| Work item |
Go through the records below and show every line with the string "None".
(Data for this exercise begins)
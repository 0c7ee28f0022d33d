//! Planning of SELECT statements into physical plans.
//!
//! Every plan has the same left-deep shape:
//!
//! Scan -> Filter -> [Sort] -> Aggregate -> Filter (HAVING) -> Project ->
//! Sort -> DistinctOn -> Limit
//!
//! Nodes that a statement doesn't need are left out.
pub mod bind;
pub mod grouping;
pub mod plan;

use contquery_error::{DbError, OptionExt, Result, not_implemented};
use contquery_parser::ast::{DistinctModifier, Expr, Literal, SelectExpr, SelectNode};
use tracing::debug;

use self::bind::{ExprBinder, constant_value};
use self::grouping::{expand_grouping_sets, plan_phases};
use self::plan::{
    AggregateNode,
    AggregateStrategy,
    DistinctOnNode,
    FilterNode,
    LimitNode,
    PhysicalPlan,
    ProjectNode,
    ScanNode,
    SortNode,
};
use crate::analyze::classifier::{AggregateCallSite, AggregateClassifier, CallSiteKind};
use crate::analyze::{UNNAMED_COLUMN, expr_output_name, output_name};
use crate::arrays::field::Schema;
use crate::catalog::resolver::CombineInfoResolver;
use crate::config::session::SessionConfig;
use crate::expr::aggregate::{AggregateSplit, PhysicalAggregate};
use crate::expr::{PhysicalExpr, PhysicalSortExpr};

#[derive(Debug, Clone, Copy)]
pub struct QueryPlanner<'a> {
    resolver: &'a CombineInfoResolver,
    config: &'a SessionConfig,
}

impl<'a> QueryPlanner<'a> {
    pub fn new(resolver: &'a CombineInfoResolver, config: &'a SessionConfig) -> Self {
        QueryPlanner { resolver, config }
    }

    /// Plan a select reading from a relation with the given schema.
    pub fn plan_select(&self, select: &SelectNode, source: &Schema) -> Result<PhysicalPlan> {
        let from = select.from.as_ref().required("FROM clause")?;
        let mut plan = PhysicalPlan::Scan(ScanNode {
            table: from.table.value.clone(),
            schema: source.clone(),
        });

        let projections = expand_projections(select, source);

        if let Some(predicate) = &select.where_expr {
            let binder = ExprBinder::new(self.resolver, source, "WHERE");
            plan = PhysicalPlan::Filter(FilterNode {
                predicate: binder.bind(predicate)?,
                input: Box::new(plan),
            });
        }

        let classifier = AggregateClassifier::new(self.resolver, self.config.enable_aggregate_dedup);
        let mut classified: Vec<&Expr> = projections.iter().map(|(expr, _)| expr).collect();
        classified.extend(select.having.iter());
        classified.extend(select.order_by.iter().map(|o| &o.expr));
        let sites = classifier.classify(classified)?;

        if let Some(site) = sites.iter().find(|s| s.kind == CallSiteKind::Window) {
            not_implemented!("window function {}", site.name);
        }

        let group_exprs = select.flattened_group_exprs();
        let exprs = if !sites.is_empty() || !group_exprs.is_empty() {
            let node = self.plan_aggregate(select, &group_exprs, &sites, source, plan)?;

            let mut mapped: Vec<(Expr, usize)> = group_exprs
                .iter()
                .enumerate()
                .map(|(idx, expr)| ((*expr).clone(), idx))
                .collect();
            mapped.extend(
                sites
                    .iter()
                    .enumerate()
                    .map(|(idx, site)| (site.call.clone(), group_exprs.len() + idx)),
            );

            plan = PhysicalPlan::Aggregate(node);
            let agg_schema = plan.schema();

            if let Some(having) = &select.having {
                let binder = ExprBinder::post_aggregate(self.resolver, &agg_schema, mapped.clone(), "HAVING");
                plan = PhysicalPlan::Filter(FilterNode {
                    predicate: binder.bind(having)?,
                    input: Box::new(plan),
                });
            }

            let binder = ExprBinder::post_aggregate(self.resolver, &agg_schema, mapped, "SELECT");
            projections
                .iter()
                .map(|(expr, _)| binder.bind(expr))
                .collect::<Result<Vec<_>>>()?
        } else {
            if select.having.is_some() {
                return Err(DbError::new("HAVING requires GROUP BY or an aggregate"));
            }
            let binder = ExprBinder::new(self.resolver, source, "SELECT");
            projections
                .iter()
                .map(|(expr, _)| binder.bind(expr))
                .collect::<Result<Vec<_>>>()?
        };

        plan = PhysicalPlan::Project(ProjectNode {
            exprs,
            names: projections.iter().map(|(_, name)| name.clone()).collect(),
            input: Box::new(plan),
        });

        // Modifiers refer to output columns by name, by position, or by
        // repeating a projection expression.
        let output = plan.schema();
        let output_binder = ExprBinder::new(self.resolver, &output, "ORDER BY").with_mapped(
            projections
                .iter()
                .enumerate()
                .map(|(idx, (expr, _))| (expr.clone(), idx))
                .collect(),
        );

        if !select.order_by.is_empty() {
            let keys = select
                .order_by
                .iter()
                .map(|o| {
                    Ok(PhysicalSortExpr {
                        expr: bind_output_ref(&output_binder, &o.expr)?,
                        desc: o.desc,
                        nulls_first: o.nulls_first(),
                    })
                })
                .collect::<Result<Vec<_>>>()?;
            plan = PhysicalPlan::Sort(SortNode {
                keys,
                input: Box::new(plan),
            });
        }

        let distinct_on = match &select.distinct {
            Some(DistinctModifier::Distinct) => Some(
                output
                    .fields
                    .iter()
                    .enumerate()
                    .map(|(idx, f)| PhysicalExpr::column(idx, f.name.clone(), f.datatype.clone()))
                    .collect::<Vec<_>>(),
            ),
            Some(DistinctModifier::On(exprs)) => Some(
                exprs
                    .iter()
                    .map(|e| bind_output_ref(&output_binder, e))
                    .collect::<Result<Vec<_>>>()?,
            ),
            Some(DistinctModifier::All) | None => None,
        };
        if let Some(on) = distinct_on {
            plan = PhysicalPlan::DistinctOn(DistinctOnNode {
                on,
                input: Box::new(plan),
            });
        }

        if !select.limit.is_empty() {
            let limit = match &select.limit.limit {
                Some(expr) => Some(constant_value(expr)?.try_as_usize()?),
                None => None,
            };
            let offset = match &select.limit.offset {
                Some(expr) => constant_value(expr)?.try_as_usize()?,
                None => 0,
            };
            plan = PhysicalPlan::Limit(LimitNode {
                limit,
                offset,
                input: Box::new(plan),
            });
        }

        debug!(table = %from.table, "planned select");
        Ok(plan)
    }

    fn plan_aggregate(
        &self,
        select: &SelectNode,
        group_exprs: &[&Expr],
        sites: &[AggregateCallSite],
        source: &Schema,
        input: PhysicalPlan,
    ) -> Result<AggregateNode> {
        let binder = ExprBinder::new(self.resolver, source, "GROUP BY");
        let bound_groups = group_exprs
            .iter()
            .map(|expr| binder.bind(expr))
            .collect::<Result<Vec<_>>>()?;
        let group_names = group_exprs
            .iter()
            .enumerate()
            .map(|(idx, expr)| match expr_output_name(expr) {
                name if name == UNNAMED_COLUMN => format!("group_{idx}"),
                name => name,
            })
            .collect();

        let grouping_sets = expand_grouping_sets(&select.group_by, group_exprs)?;

        let binder = ExprBinder::new(self.resolver, source, "aggregate arguments");
        let aggregates = sites
            .iter()
            .map(|site| self.plan_aggregate_call(site, &binder))
            .collect::<Result<Vec<_>>>()?;

        let needs_sort = aggregates.iter().any(|agg| agg.needs_sort_buffer());
        let strategy = if self.config.hash_aggregate_enabled && !needs_sort {
            AggregateStrategy::Hashed
        } else {
            AggregateStrategy::Sorted {
                phases: plan_phases(&grouping_sets),
            }
        };

        let mut input = input;
        if let AggregateStrategy::Sorted { phases } = &strategy {
            if let Some(first) = phases.first().filter(|p| !p.sort_order.is_empty()) {
                let keys = first
                    .sort_order
                    .iter()
                    .map(|idx| PhysicalSortExpr {
                        expr: bound_groups[*idx].clone(),
                        desc: false,
                        nulls_first: false,
                    })
                    .collect();
                input = PhysicalPlan::Sort(SortNode {
                    keys,
                    input: Box::new(input),
                });
            }
        }

        Ok(AggregateNode {
            group_exprs: bound_groups,
            group_names,
            grouping_sets,
            aggregates,
            strategy,
            input: Box::new(input),
        })
    }

    fn plan_aggregate_call(&self, site: &AggregateCallSite, binder: &ExprBinder) -> Result<PhysicalAggregate> {
        let filter = site.filter.as_ref().map(|f| binder.bind(f)).transpose()?;

        match site.kind {
            CallSiteKind::Window => not_implemented!("window function {}", site.name),
            CallSiteKind::Combine => {
                let input = binder.bind(&site.args[0])?;
                let state = input
                    .as_column()
                    .and_then(|col| binder.schema().fields.get(col.idx))
                    .and_then(|field| field.state_of)
                    .ok_or_else(|| {
                        DbError::new("combine expects a column of aggregate states")
                            .with_field("argument", site.args[0].to_string())
                    })?;
                let descriptor = self.resolver.require_combinable(state.aggregate)?;

                Ok(PhysicalAggregate {
                    name: descriptor.name.clone(),
                    args: vec![input],
                    direct_args: Vec::new(),
                    distinct: false,
                    order_by: Vec::new(),
                    filter,
                    split: AggregateSplit::combining(&descriptor, state.serialized),
                    worker_args: Vec::new(),
                    input_types: descriptor.arg_types.clone(),
                    descriptor,
                })
            }
            CallSiteKind::Normal | CallSiteKind::OrderedSet | CallSiteKind::Hypothetical => {
                let direct_args = site
                    .direct_args
                    .iter()
                    .map(|arg| binder.bind(arg))
                    .collect::<Result<Vec<_>>>()?;
                let args = if site.star {
                    Vec::new()
                } else {
                    site.args
                        .iter()
                        .map(|arg| binder.bind(arg))
                        .collect::<Result<Vec<_>>>()?
                };
                let input_types: Vec<_> = direct_args
                    .iter()
                    .chain(&args)
                    .map(|arg| arg.datatype())
                    .collect();

                let descriptor = self.resolver.resolve_by_name(&site.name, &input_types)?;
                if descriptor.num_direct_args != direct_args.len() {
                    return Err(DbError::new(format!(
                        "{} expects {} direct argument(s), got {}",
                        site.name,
                        descriptor.num_direct_args,
                        direct_args.len()
                    )));
                }

                if site.distinct
                    && site
                        .order_by
                        .iter()
                        .any(|o| !site.args.iter().any(|a| a.unnested() == o.expr.unnested()))
                {
                    return Err(DbError::new(
                        "In an aggregate with DISTINCT, ORDER BY expressions must appear in the argument list",
                    ));
                }

                let order_by = site
                    .order_by
                    .iter()
                    .map(|o| {
                        Ok(PhysicalSortExpr {
                            expr: binder.bind(&o.expr)?,
                            desc: o.desc,
                            nulls_first: o.nulls_first(),
                        })
                    })
                    .collect::<Result<Vec<_>>>()?;

                Ok(PhysicalAggregate {
                    name: site.name.clone(),
                    args,
                    direct_args,
                    distinct: site.distinct,
                    order_by,
                    filter,
                    split: AggregateSplit::SINGLE,
                    worker_args: Vec::new(),
                    input_types,
                    descriptor,
                })
            }
        }
    }
}

/// Expand wildcards, pairing each projection with its output name.
fn expand_projections(select: &SelectNode, source: &Schema) -> Vec<(Expr, String)> {
    let mut out = Vec::with_capacity(select.projections.len());
    for proj in &select.projections {
        match proj {
            SelectExpr::Wildcard => {
                out.extend(source.names().map(|name| (Expr::column(name), name.to_string())));
            }
            SelectExpr::Expr(expr) | SelectExpr::AliasedExpr(expr, _) => {
                out.push((expr.clone(), output_name(proj)));
            }
        }
    }
    out
}

/// Bind a modifier expression against the output of the projection,
/// supporting 1-based ordinals.
fn bind_output_ref(binder: &ExprBinder, expr: &Expr) -> Result<PhysicalExpr> {
    if let Expr::Literal(Literal::Number(n)) = expr.unnested() {
        let ordinal: usize = n.parse()?;
        let schema = binder.schema();
        return match ordinal.checked_sub(1).and_then(|idx| schema.fields.get(idx).map(|f| (idx, f))) {
            Some((idx, field)) => Ok(PhysicalExpr::column(idx, field.name.clone(), field.datatype.clone())),
            None => Err(DbError::new(format!("Position {ordinal} is not in the select list"))),
        };
    }
    binder.bind(expr)
}
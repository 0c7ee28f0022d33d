use std::cmp::Ordering;

use contquery_error::{DbError, Result};

use super::{BuiltinAggregate, CollectedValues, add_counters};
use crate::arrays::datatype::DataType;
use crate::arrays::scalar::{ScalarValue, sort_cmp};
use crate::catalog::{
    AggregateDefinition, AggregateKind, CombinerDefinition, FunctionDef, ReturnType, StateType,
};
use crate::functions::aggregate::{AggregateBehavior, TransitionValue};
use crate::functions::documentation::{Category, Documentation, Example};
use crate::statistics::hyperloglog::HyperLogLog;

static RANK_DOC: Documentation = Documentation {
    category: Category::ORDERED_SET_AGGREGATE,
    description: "Rank of the hypothetical row, with gaps for duplicate rows.",
    arguments: &["hypothetical", "input"],
    example: Some(Example {
        example: "rank(3) WITHIN GROUP (ORDER BY x)",
        output: "2",
    }),
};

static DENSE_RANK_DOC: Documentation = Documentation {
    category: Category::ORDERED_SET_AGGREGATE,
    description: "Rank of the hypothetical row, without gaps.",
    arguments: &["hypothetical", "input"],
    example: None,
};

static PERCENT_RANK_DOC: Documentation = Documentation {
    category: Category::ORDERED_SET_AGGREGATE,
    description: "Relative rank of the hypothetical row, from 0 to 1.",
    arguments: &["hypothetical", "input"],
    example: None,
};

static CUME_DIST_DOC: Documentation = Documentation {
    category: Category::ORDERED_SET_AGGREGATE,
    description: "Cumulative distribution of the hypothetical row, from 1/N to 1.",
    arguments: &["hypothetical", "input"],
    example: None,
};

static COMBINABLE_RANK_DOC: Documentation = Documentation {
    category: Category::STREAMING_AGGREGATE,
    description: "Hypothetical-set rank taking the hypothetical value as a regular argument.",
    arguments: &["hypothetical", "input"],
    example: Some(Example {
        example: "combinable_rank(3, x)",
        output: "2",
    }),
};

#[derive(Debug, Clone, Copy, PartialEq, Eq)]
pub enum RankKind {
    Rank,
    DenseRank,
    PercentRank,
    CumeDist,
}

impl RankKind {
    fn return_type(self) -> DataType {
        match self {
            Self::Rank | Self::DenseRank => DataType::Int64,
            Self::PercentRank | Self::CumeDist => DataType::Float64,
        }
    }
}

static RANK: HypotheticalSet = HypotheticalSet { kind: RankKind::Rank };
static DENSE_RANK: HypotheticalSet = HypotheticalSet {
    kind: RankKind::DenseRank,
};
static PERCENT_RANK: HypotheticalSet = HypotheticalSet {
    kind: RankKind::PercentRank,
};
static CUME_DIST: HypotheticalSet = HypotheticalSet {
    kind: RankKind::CumeDist,
};

static COMBINABLE_RANK: CombinableRank = CombinableRank { kind: RankKind::Rank };
static COMBINABLE_PERCENT_RANK: CombinableRank = CombinableRank {
    kind: RankKind::PercentRank,
};
static COMBINABLE_CUME_DIST: CombinableRank = CombinableRank {
    kind: RankKind::CumeDist,
};

fn counter_state() -> StateType {
    StateType::Value(DataType::list(DataType::Any))
}

pub fn definitions() -> Vec<BuiltinAggregate> {
    let mut defs = Vec::new();

    let exact: [(&str, &'static HypotheticalSet, &'static Documentation); 4] = [
        ("rank", &RANK, &RANK_DOC),
        ("dense_rank", &DENSE_RANK, &DENSE_RANK_DOC),
        ("percent_rank", &PERCENT_RANK, &PERCENT_RANK_DOC),
        ("cume_dist", &CUME_DIST, &CUME_DIST_DOC),
    ];
    for (name, behavior, doc) in exact {
        defs.push((
            AggregateDefinition::new(
                name,
                vec![DataType::Any, DataType::Any],
                FunctionDef::non_strict("ordered_set_transition"),
                StateType::Internal,
                behavior,
            )
            .with_kind(AggregateKind::Hypothetical, 1)
            .with_finalize(
                FunctionDef::non_strict(format!("{name}_final")),
                ReturnType::Fixed(behavior.kind.return_type()),
            )
            .with_doc(doc),
            None,
        ));
    }

    let combinable: [(&str, &'static CombinableRank); 3] = [
        ("combinable_rank", &COMBINABLE_RANK),
        ("combinable_percent_rank", &COMBINABLE_PERCENT_RANK),
        ("combinable_cume_dist", &COMBINABLE_CUME_DIST),
    ];
    for (name, behavior) in combinable {
        defs.push((
            AggregateDefinition::new(
                name,
                vec![DataType::Any, DataType::Any],
                FunctionDef::non_strict("hypothetical_counts_transfn"),
                counter_state(),
                behavior,
            )
            .with_initial_value(ScalarValue::List(vec![
                ScalarValue::Int64(0),
                ScalarValue::Int64(0),
                ScalarValue::Int64(0),
            ]))
            .with_finalize(
                FunctionDef::non_strict(format!("{name}_final")),
                ReturnType::Fixed(behavior.kind.return_type()),
            )
            .with_doc(&COMBINABLE_RANK_DOC),
            Some(CombinerDefinition::new(
                FunctionDef::non_strict("hypothetical_counts_combine"),
                counter_state(),
            )),
        ));
    }

    defs.push((
        AggregateDefinition::new(
            "combinable_dense_rank",
            vec![DataType::Any, DataType::Any],
            FunctionDef::non_strict("hypothetical_dense_rank_transfn"),
            StateType::Internal,
            &CombinableDenseRank,
        )
        .with_finalize(
            FunctionDef::strict("hypothetical_dense_rank_final"),
            ReturnType::Fixed(DataType::Int64),
        )
        .with_doc(&COMBINABLE_RANK_DOC),
        Some(
            CombinerDefinition::new(FunctionDef::strict("hll_union_agg"), StateType::Internal)
                .with_serialization(
                    FunctionDef::strict("hll_send"),
                    FunctionDef::strict("hll_recv"),
                ),
        ),
    ));

    defs
}

/// Compare an input value against the hypothetical value, nulls sorting
/// last.
fn compare(value: &ScalarValue, hypothetical: &ScalarValue) -> Ordering {
    if !value.is_null() && !hypothetical.is_null() && value.datatype() != hypothetical.datatype() {
        if let Ok(casted) = hypothetical.cast_to(&value.datatype()) {
            return sort_cmp(value, &casted, false, false);
        }
    }
    sort_cmp(value, hypothetical, false, false)
}

fn rank_result(kind: RankKind, rows: i64, less: i64, equal: i64) -> ScalarValue {
    match kind {
        RankKind::Rank | RankKind::DenseRank => ScalarValue::Int64(less + 1),
        RankKind::PercentRank => {
            if rows == 0 {
                ScalarValue::Float64(0.0)
            } else {
                ScalarValue::Float64(less as f64 / rows as f64)
            }
        }
        RankKind::CumeDist => ScalarValue::Float64((less + equal + 1) as f64 / (rows + 1) as f64),
    }
}

fn hypothetical_arg(direct_args: &[ScalarValue]) -> Result<&ScalarValue> {
    direct_args
        .first()
        .ok_or_else(|| DbError::new("Missing hypothetical argument"))
}

/// Exact hypothetical-set aggregates over the collected group.
#[derive(Debug, Clone, Copy)]
pub struct HypotheticalSet {
    kind: RankKind,
}

impl AggregateBehavior for HypotheticalSet {
    fn transition(&self, state: &mut TransitionValue, args: &[ScalarValue]) -> Result<()> {
        let value = args.first().cloned().unwrap_or(ScalarValue::Null);
        state
            .internal_or_init(CollectedValues::default)?
            .values
            .push(value);
        Ok(())
    }

    fn finalize(&self, state: &TransitionValue, direct_args: &[ScalarValue]) -> Result<ScalarValue> {
        let hypothetical = hypothetical_arg(direct_args)?;
        let values: &[ScalarValue] = if state.is_null() {
            &[]
        } else {
            &state.downcast_ref::<CollectedValues>()?.values
        };

        if self.kind == RankKind::DenseRank {
            let mut below: Vec<&ScalarValue> = values
                .iter()
                .filter(|v| compare(v, hypothetical) == Ordering::Less)
                .collect();
            below.sort();
            below.dedup();
            return Ok(ScalarValue::Int64(below.len() as i64 + 1));
        }

        let mut less = 0;
        let mut equal = 0;
        for value in values {
            match compare(value, hypothetical) {
                Ordering::Less => less += 1,
                Ordering::Equal => equal += 1,
                Ordering::Greater => (),
            }
        }

        Ok(rank_result(self.kind, values.len() as i64, less, equal))
    }
}

/// Hypothetical-set aggregates reduced to three counters: rows seen, rows
/// sorting before the hypothetical value, and rows equal to it.
#[derive(Debug, Clone, Copy)]
pub struct CombinableRank {
    kind: RankKind,
}

impl AggregateBehavior for CombinableRank {
    fn transition(&self, state: &mut TransitionValue, args: &[ScalarValue]) -> Result<()> {
        let (hypothetical, value) = match args {
            [hypothetical, value] => (hypothetical, value),
            _ => return Err(DbError::new("Expected hypothetical and value arguments")),
        };
        let less = (compare(value, hypothetical) == Ordering::Less) as i64;
        let equal = (compare(value, hypothetical) == Ordering::Equal) as i64;

        let row = TransitionValue::Datum(ScalarValue::List(vec![
            ScalarValue::Int64(1),
            ScalarValue::Int64(less),
            ScalarValue::Int64(equal),
        ]));
        add_counters(state, &row)
    }

    fn combine(&self, state: &mut TransitionValue, other: TransitionValue) -> Result<()> {
        if other.is_null() {
            return Ok(());
        }
        if state.is_null() {
            *state = other;
            return Ok(());
        }
        add_counters(state, &other)
    }

    fn finalize(&self, state: &TransitionValue, _direct_args: &[ScalarValue]) -> Result<ScalarValue> {
        if state.is_null() {
            return Ok(rank_result(self.kind, 0, 0, 0));
        }
        let counts = state.as_datum()?.try_as_list()?;
        let [rows, less, equal] = counts else {
            return Err(DbError::new("Malformed hypothetical rank state"));
        };
        Ok(rank_result(
            self.kind,
            rows.try_as_i64()?,
            less.try_as_i64()?,
            equal.try_as_i64()?,
        ))
    }
}

/// `dense_rank` needs distinct values below the hypothetical, approximated
/// with a HyperLogLog sketch.
#[derive(Debug, Clone, Copy)]
pub struct CombinableDenseRank;

impl AggregateBehavior for CombinableDenseRank {
    fn initial_state(&self) -> Option<TransitionValue> {
        Some(TransitionValue::internal(HyperLogLog::new()))
    }

    fn transition(&self, state: &mut TransitionValue, args: &[ScalarValue]) -> Result<()> {
        let (hypothetical, value) = match args {
            [hypothetical, value] => (hypothetical, value),
            _ => return Err(DbError::new("Expected hypothetical and value arguments")),
        };
        let hll = state.internal_or_init(HyperLogLog::new)?;
        if compare(value, hypothetical) == Ordering::Less {
            hll.insert(value);
        }
        Ok(())
    }

    fn combine(&self, state: &mut TransitionValue, other: TransitionValue) -> Result<()> {
        if other.is_null() {
            return Ok(());
        }
        let other = other.downcast_ref::<HyperLogLog>()?;
        state.internal_or_init(HyperLogLog::new)?.merge(other);
        Ok(())
    }

    fn finalize(&self, state: &TransitionValue, _direct_args: &[ScalarValue]) -> Result<ScalarValue> {
        let hll = state.downcast_ref::<HyperLogLog>()?;
        Ok(ScalarValue::Int64(hll.cardinality() as i64 + 1))
    }

    fn serialize(&self, state: &TransitionValue) -> Result<ScalarValue> {
        let hll = state.downcast_ref::<HyperLogLog>()?;
        Ok(ScalarValue::Binary(hll.to_bytes()?))
    }

    fn deserialize(&self, value: &ScalarValue) -> Result<TransitionValue> {
        Ok(TransitionValue::internal(HyperLogLog::from_bytes(
            value.try_as_binary()?,
        )?))
    }
}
(Data for this exercise ends)
| Response for this exercise |
            Some(DistinctModifier::All) | None => None,
                None => None,
                None => 0,
            None => Err(DbError::new(format!("Position {ordinal} is not in the select list"))),
    example: None,
    example: None,
    example: None,
            None,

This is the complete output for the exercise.